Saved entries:

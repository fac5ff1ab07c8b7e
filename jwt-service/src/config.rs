use anyhow::{anyhow, Context, Result};
use common_jwt_auth::{FailureMode, InfoMap, ValidationConfig};
use std::collections::BTreeMap;
use std::env;
use std::fmt;

const RESERVED_ROUTES: [&str; 4] = ["/healthz", "/metrics", "/auth/jwt", "/auth/jwt/callback"];

#[derive(Clone)]
pub struct ServiceConfig {
    pub validation: ValidationConfig,
    pub location_secrets: BTreeMap<String, String>,
    pub auth_url: Option<String>,
    pub failure_path: String,
    pub host: String,
    pub port: u16,
}

impl fmt::Debug for ServiceConfig {
    fn fmt(&self, f: &mut fmt::Formatter<'_>) -> fmt::Result {
        f.debug_struct("ServiceConfig")
            .field("validation", &self.validation)
            .field("locations", &self.location_secrets.keys().collect::<Vec<_>>())
            .field("auth_url", &self.auth_url)
            .field("failure_path", &self.failure_path)
            .field("host", &self.host)
            .field("port", &self.port)
            .finish()
    }
}

pub fn load_service_config() -> Result<ServiceConfig> {
    config_from(|key| env::var(key).ok())
}

/// Build the service configuration from a variable lookup.
pub fn config_from<F>(lookup: F) -> Result<ServiceConfig>
where
    F: Fn(&str) -> Option<String>,
{
    let secrets_json = lookup("JWT_LOCATION_SECRETS")
        .ok_or_else(|| anyhow!("JWT_LOCATION_SECRETS must be set"))?;
    let location_secrets: BTreeMap<String, String> = serde_json::from_str(&secrets_json)
        .context("JWT_LOCATION_SECRETS must be a JSON object of location id to secret")?;

    let mut validation = ValidationConfig::default();

    if let Some(name) = lookup("JWT_ALGORITHM").and_then(|value| normalize_optional(&value)) {
        validation = validation
            .with_algorithm_name(&name)
            .context("Failed to parse JWT_ALGORITHM")?;
    }

    if let Some(claim) = lookup("JWT_UID_CLAIM").and_then(|value| normalize_optional(&value)) {
        validation = validation.with_uid_claim(claim);
    }

    if let Some(value) = lookup("JWT_REQUIRED_CLAIMS") {
        validation = validation.with_required_claims(parse_list(&value));
    }

    if let Some(value) = lookup("JWT_INFO_MAP") {
        let info_map = parse_info_map(&value).context("Failed to parse JWT_INFO_MAP")?;
        validation = validation.with_info_map(info_map);
    }

    if let Some(value) = lookup("JWT_VALID_WITHIN").and_then(|value| normalize_optional(&value)) {
        let seconds = value
            .parse::<u64>()
            .with_context(|| format!("JWT_VALID_WITHIN must be whole seconds, got '{value}'"))?;
        validation = validation.with_valid_within(seconds);
    }

    if bool_from(&lookup, "JWT_REQUIRE_UID").unwrap_or(false) {
        validation = validation.with_require_uid(true);
    }

    if bool_from(&lookup, "JWT_UNIFORM_FAILURES").unwrap_or(false) {
        validation = validation.with_failure_mode(FailureMode::Uniform);
    }

    let auth_url = lookup("JWT_AUTH_URL").and_then(|value| normalize_optional(&value));
    let failure_path = lookup("AUTH_FAILURE_PATH")
        .and_then(|value| normalize_optional(&value))
        .unwrap_or_else(|| "/auth/failure".to_string());
    if !failure_path.starts_with('/') {
        return Err(anyhow!(
            "AUTH_FAILURE_PATH must be a path starting with '/', got '{failure_path}'"
        ));
    }
    let failure_route = failure_path.split('?').next().unwrap_or_default();
    if RESERVED_ROUTES.contains(&failure_route) {
        return Err(anyhow!(
            "AUTH_FAILURE_PATH '{failure_path}' collides with a built-in route"
        ));
    }

    let host = lookup("HOST").unwrap_or_else(|| "0.0.0.0".to_string());
    let port = match lookup("PORT") {
        Some(value) => value
            .trim()
            .parse::<u16>()
            .with_context(|| format!("PORT must be a valid port, got '{value}'"))?,
        None => 8090,
    };

    Ok(ServiceConfig {
        validation,
        location_secrets,
        auth_url,
        failure_path,
        host,
        port,
    })
}

fn bool_from<F>(lookup: &F, key: &str) -> Option<bool>
where
    F: Fn(&str) -> Option<String>,
{
    lookup(key).map(|value| {
        matches!(
            value.trim().to_ascii_lowercase().as_str(),
            "1" | "true" | "yes" | "on"
        )
    })
}

fn parse_list(value: &str) -> Vec<String> {
    value
        .split(|c| c == ',' || c == ';' || c == ' ')
        .filter_map(normalize_optional)
        .collect()
}

fn parse_info_map(value: &str) -> Result<InfoMap> {
    let mut info_map = InfoMap::new(Vec::<(String, String)>::new());
    for item in value.split(',') {
        let trimmed = item.trim();
        if trimmed.is_empty() {
            continue;
        }
        let (field, claim) = trimmed
            .split_once('=')
            .ok_or_else(|| anyhow!("Invalid info map entry '{trimmed}', expected field=claim"))?;
        let field = field.trim();
        let claim = claim.trim();
        if field.is_empty() || claim.is_empty() {
            return Err(anyhow!(
                "Invalid info map entry '{trimmed}', expected field=claim"
            ));
        }
        info_map.insert(field, claim);
    }
    Ok(info_map)
}

fn normalize_optional(value: &str) -> Option<String> {
    let trimmed = value.trim();
    if trimmed.is_empty() {
        None
    } else {
        Some(trimmed.to_string())
    }
}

— WHAT IS EXPECTED —
Stop at the line containing "let location_secrets: BTreeMap<String, String>". Please print exactly every line before it from the start of the records, plus that line itself, and nothing else.

— COMPLETED TASK —
repository fac5ff1ab07c8b7e
filename jwt-service/src/config.rs
use anyhow::{anyhow, Context, Result};
use common_jwt_auth::{FailureMode, InfoMap, ValidationConfig};
use std::collections::BTreeMap;
use std::env;
use std::fmt;

const RESERVED_ROUTES: [&str; 4] = ["/healthz", "/metrics", "/auth/jwt", "/auth/jwt/callback"];

#[derive(Clone)]
pub struct ServiceConfig {
    pub validation: ValidationConfig,
    pub location_secrets: BTreeMap<String, String>,
    pub auth_url: Option<String>,
    pub failure_path: String,
    pub host: String,
    pub port: u16,
}

impl fmt::Debug for ServiceConfig {
    fn fmt(&self, f: &mut fmt::Formatter<'_>) -> fmt::Result {
        f.debug_struct("ServiceConfig")
            .field("validation", &self.validation)
            .field("locations", &self.location_secrets.keys().collect::<Vec<_>>())
            .field("auth_url", &self.auth_url)
            .field("failure_path", &self.failure_path)
            .field("host", &self.host)
            .field("port", &self.port)
            .finish()
    }
}

pub fn load_service_config() -> Result<ServiceConfig> {
    config_from(|key| env::var(key).ok())
}

/// Build the service configuration from a variable lookup.
pub fn config_from<F>(lookup: F) -> Result<ServiceConfig>
where
    F: Fn(&str) -> Option<String>,
{
    let secrets_json = lookup("JWT_LOCATION_SECRETS")
        .ok_or_else(|| anyhow!("JWT_LOCATION_SECRETS must be set"))?;
    let location_secrets: BTreeMap<String, String> = serde_json::from_str(&secrets_json)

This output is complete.